> **Work to complete**
Send back all of the data, word for word.

> **Extracted information**

^^^^^^^^^^^^^^^^

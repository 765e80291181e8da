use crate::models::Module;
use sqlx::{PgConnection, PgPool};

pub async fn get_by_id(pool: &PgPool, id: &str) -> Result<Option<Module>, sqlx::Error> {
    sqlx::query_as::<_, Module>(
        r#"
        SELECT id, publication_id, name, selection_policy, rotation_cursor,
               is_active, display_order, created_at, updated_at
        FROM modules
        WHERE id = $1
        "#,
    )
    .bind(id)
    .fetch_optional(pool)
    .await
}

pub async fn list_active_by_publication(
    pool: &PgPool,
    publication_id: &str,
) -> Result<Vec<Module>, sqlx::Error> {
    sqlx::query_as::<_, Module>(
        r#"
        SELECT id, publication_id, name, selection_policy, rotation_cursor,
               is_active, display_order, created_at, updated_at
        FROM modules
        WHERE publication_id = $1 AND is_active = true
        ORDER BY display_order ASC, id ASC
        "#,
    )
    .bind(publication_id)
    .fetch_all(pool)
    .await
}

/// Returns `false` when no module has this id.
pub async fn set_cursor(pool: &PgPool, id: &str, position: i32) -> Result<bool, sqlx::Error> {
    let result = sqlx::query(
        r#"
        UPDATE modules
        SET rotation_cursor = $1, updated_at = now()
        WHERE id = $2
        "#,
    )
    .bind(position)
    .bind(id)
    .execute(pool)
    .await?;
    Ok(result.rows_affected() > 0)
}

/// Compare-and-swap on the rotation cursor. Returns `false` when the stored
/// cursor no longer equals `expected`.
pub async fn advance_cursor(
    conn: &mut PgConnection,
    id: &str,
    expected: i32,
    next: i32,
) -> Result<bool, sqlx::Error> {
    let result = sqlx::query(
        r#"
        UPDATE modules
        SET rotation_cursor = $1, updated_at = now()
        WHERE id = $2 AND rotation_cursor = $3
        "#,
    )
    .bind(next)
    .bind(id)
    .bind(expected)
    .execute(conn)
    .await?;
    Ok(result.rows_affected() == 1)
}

^^^^^^^^^^^^^^^^

> **Output of the exercise**
repository 765e80291181e8da
use crate::models::Module;
use sqlx::{PgConnection, PgPool};

pub async fn get_by_id(pool: &PgPool, id: &str) -> Result<Option<Module>, sqlx::Error> {
    sqlx::query_as::<_, Module>(
        r#"
        SELECT id, publication_id, name, selection_policy, rotation_cursor,
               is_active, display_order, created_at, updated_at
        FROM modules
        WHERE id = $1
        "#,
    )
    .bind(id)
    .fetch_optional(pool)
    .await
}

pub async fn list_active_by_publication(
    pool: &PgPool,
    publication_id: &str,
) -> Result<Vec<Module>, sqlx::Error> {
    sqlx::query_as::<_, Module>(
        r#"
        SELECT id, publication_id, name, selection_policy, rotation_cursor,
               is_active, display_order, created_at, updated_at
        FROM modules
        WHERE publication_id = $1 AND is_active = true
        ORDER BY display_order ASC, id ASC
        "#,
    )
    .bind(publication_id)
    .fetch_all(pool)
    .await
}

/// Returns `false` when no module has this id.
pub async fn set_cursor(pool: &PgPool, id: &str, position: i32) -> Result<bool, sqlx::Error> {
    let result = sqlx::query(
        r#"
        UPDATE modules
        SET rotation_cursor = $1, updated_at = now()
        WHERE id = $2
        "#,
    )
    .bind(position)
    .bind(id)
    .execute(pool)
    .await?;
    Ok(result.rows_affected() > 0)
}

/// Compare-and-swap on the rotation cursor. Returns `false` when the stored
/// cursor no longer equals `expected`.
pub async fn advance_cursor(
    conn: &mut PgConnection,
    id: &str,
    expected: i32,
    next: i32,
) -> Result<bool, sqlx::Error> {
    let result = sqlx::query(
        r#"
        UPDATE modules
        SET rotation_cursor = $1, updated_at = now()
        WHERE id = $2 AND rotation_cursor = $3
        "#,
    )
    .bind(next)
    .bind(id)
    .bind(expected)
    .execute(conn)
    .await?;
    Ok(result.rows_affected() == 1)
}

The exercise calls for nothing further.